(Beginning of Input data)

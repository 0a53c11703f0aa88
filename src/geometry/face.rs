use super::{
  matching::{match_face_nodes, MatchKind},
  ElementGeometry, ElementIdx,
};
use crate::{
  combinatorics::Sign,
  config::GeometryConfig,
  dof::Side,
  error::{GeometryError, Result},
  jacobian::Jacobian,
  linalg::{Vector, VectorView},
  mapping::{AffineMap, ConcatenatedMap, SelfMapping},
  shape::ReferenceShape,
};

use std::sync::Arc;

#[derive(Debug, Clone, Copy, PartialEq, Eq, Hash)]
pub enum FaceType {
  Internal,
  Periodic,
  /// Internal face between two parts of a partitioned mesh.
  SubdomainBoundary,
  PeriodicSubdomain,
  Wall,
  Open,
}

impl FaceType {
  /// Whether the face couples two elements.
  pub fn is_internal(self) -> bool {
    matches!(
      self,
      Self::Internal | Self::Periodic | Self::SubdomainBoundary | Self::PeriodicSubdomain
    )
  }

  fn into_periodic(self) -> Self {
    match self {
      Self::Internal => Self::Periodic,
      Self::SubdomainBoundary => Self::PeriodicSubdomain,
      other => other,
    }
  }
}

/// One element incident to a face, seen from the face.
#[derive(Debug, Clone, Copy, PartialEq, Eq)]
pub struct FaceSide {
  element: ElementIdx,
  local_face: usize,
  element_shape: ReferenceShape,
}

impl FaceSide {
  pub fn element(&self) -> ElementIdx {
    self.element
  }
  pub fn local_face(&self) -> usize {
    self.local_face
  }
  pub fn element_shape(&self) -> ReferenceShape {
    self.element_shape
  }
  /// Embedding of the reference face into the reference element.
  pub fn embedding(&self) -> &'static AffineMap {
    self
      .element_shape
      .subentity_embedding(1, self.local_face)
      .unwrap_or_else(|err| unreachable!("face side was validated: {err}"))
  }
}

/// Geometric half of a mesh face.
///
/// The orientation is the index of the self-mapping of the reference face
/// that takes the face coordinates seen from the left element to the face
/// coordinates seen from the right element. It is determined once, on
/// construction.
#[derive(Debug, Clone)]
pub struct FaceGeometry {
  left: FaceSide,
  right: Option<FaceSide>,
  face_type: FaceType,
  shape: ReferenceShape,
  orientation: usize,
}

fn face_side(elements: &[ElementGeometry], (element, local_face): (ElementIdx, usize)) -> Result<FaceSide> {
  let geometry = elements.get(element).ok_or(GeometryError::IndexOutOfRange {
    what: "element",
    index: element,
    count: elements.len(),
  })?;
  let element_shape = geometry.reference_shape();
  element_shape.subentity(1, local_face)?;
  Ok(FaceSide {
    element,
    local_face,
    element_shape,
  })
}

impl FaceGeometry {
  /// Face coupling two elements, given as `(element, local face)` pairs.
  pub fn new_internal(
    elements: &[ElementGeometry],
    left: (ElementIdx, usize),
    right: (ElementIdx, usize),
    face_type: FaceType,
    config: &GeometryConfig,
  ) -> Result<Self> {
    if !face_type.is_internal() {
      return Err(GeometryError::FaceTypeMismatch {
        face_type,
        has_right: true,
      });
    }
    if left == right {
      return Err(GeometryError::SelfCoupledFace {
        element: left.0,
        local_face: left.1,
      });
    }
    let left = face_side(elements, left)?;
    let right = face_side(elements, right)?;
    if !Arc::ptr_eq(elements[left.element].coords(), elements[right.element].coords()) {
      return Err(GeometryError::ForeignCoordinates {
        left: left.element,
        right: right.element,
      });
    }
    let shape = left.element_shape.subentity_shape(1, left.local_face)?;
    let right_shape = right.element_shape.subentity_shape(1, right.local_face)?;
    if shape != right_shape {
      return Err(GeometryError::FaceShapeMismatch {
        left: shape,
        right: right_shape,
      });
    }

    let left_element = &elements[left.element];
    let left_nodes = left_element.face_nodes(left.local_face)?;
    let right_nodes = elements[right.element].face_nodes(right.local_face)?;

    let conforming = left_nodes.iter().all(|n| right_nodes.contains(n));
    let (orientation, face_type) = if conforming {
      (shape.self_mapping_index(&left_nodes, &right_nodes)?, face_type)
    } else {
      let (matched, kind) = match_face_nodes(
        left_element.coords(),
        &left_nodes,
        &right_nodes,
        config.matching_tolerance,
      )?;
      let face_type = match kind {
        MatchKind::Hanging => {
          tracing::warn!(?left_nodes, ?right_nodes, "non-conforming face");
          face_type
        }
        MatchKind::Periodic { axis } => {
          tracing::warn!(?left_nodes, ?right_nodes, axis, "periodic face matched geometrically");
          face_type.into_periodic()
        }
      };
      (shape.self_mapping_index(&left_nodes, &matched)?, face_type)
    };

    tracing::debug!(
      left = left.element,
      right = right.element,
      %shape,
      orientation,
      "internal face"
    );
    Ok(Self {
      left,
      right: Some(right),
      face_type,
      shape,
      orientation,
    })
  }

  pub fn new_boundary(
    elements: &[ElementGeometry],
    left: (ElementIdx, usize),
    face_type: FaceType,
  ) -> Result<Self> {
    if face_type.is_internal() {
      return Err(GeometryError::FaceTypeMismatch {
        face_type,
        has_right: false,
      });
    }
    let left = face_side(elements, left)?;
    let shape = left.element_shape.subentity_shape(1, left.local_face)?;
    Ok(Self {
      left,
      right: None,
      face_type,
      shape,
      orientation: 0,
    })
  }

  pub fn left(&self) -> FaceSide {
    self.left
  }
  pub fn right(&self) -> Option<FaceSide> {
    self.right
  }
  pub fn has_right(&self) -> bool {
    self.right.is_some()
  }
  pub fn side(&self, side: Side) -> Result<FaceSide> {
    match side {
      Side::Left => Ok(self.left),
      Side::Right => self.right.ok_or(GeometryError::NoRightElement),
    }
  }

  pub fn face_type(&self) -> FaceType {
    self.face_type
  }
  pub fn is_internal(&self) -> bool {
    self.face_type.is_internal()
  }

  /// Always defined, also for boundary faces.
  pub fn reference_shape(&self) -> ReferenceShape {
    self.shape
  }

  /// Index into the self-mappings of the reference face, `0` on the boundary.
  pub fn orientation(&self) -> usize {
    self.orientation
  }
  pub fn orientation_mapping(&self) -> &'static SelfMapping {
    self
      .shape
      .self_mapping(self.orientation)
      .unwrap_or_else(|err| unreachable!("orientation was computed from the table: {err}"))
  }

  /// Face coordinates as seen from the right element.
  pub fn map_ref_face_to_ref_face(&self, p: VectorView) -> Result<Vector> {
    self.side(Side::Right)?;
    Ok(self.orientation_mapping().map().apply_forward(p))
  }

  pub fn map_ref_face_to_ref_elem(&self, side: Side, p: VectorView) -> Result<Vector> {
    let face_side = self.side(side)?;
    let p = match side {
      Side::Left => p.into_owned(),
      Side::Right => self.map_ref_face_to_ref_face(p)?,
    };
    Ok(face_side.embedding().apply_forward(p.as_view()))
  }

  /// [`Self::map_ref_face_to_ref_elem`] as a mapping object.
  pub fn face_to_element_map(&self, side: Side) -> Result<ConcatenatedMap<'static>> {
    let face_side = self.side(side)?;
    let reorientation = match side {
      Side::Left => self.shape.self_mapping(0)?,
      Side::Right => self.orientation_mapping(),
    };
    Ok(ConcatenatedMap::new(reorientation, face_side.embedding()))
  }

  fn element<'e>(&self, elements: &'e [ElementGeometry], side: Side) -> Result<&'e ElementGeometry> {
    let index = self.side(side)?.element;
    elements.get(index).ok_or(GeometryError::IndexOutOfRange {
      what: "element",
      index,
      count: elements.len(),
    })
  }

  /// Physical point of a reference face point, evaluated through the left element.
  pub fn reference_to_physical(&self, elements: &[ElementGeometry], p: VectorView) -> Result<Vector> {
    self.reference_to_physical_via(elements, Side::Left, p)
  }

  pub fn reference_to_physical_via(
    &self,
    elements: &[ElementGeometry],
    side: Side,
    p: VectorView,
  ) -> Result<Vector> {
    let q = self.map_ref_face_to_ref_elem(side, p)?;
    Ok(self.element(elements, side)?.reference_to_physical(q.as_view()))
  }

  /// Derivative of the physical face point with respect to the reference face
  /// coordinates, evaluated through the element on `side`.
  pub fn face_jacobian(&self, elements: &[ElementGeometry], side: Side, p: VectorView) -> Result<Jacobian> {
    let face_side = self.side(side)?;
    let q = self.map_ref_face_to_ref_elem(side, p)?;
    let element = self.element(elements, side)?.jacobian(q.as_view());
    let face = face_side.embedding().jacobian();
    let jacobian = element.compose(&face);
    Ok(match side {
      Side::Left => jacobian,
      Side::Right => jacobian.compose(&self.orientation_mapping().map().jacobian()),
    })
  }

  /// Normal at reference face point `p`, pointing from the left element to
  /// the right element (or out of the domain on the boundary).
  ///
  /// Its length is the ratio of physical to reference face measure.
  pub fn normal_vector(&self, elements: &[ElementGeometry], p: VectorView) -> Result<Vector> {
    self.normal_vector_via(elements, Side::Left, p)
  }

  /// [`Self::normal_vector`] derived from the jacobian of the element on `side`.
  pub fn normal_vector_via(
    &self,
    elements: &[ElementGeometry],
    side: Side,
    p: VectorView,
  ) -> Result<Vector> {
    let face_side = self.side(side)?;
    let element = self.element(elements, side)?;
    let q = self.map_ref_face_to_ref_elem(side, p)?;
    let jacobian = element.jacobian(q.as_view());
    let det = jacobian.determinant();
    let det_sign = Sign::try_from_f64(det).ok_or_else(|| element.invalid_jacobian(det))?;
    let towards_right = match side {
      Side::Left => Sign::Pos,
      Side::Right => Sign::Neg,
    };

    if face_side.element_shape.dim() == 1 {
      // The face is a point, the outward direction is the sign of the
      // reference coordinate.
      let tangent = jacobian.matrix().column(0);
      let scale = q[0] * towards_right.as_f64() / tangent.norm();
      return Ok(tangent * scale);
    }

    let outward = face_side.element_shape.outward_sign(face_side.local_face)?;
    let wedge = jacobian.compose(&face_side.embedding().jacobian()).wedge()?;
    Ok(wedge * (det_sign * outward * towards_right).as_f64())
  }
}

(End of Input data)

Exercise description — From the listing above, copy out each line where the word "through" appears.

Result for this task —
  /// Physical point of a reference face point, evaluated through the left element.
  /// coordinates, evaluated through the element on `side`.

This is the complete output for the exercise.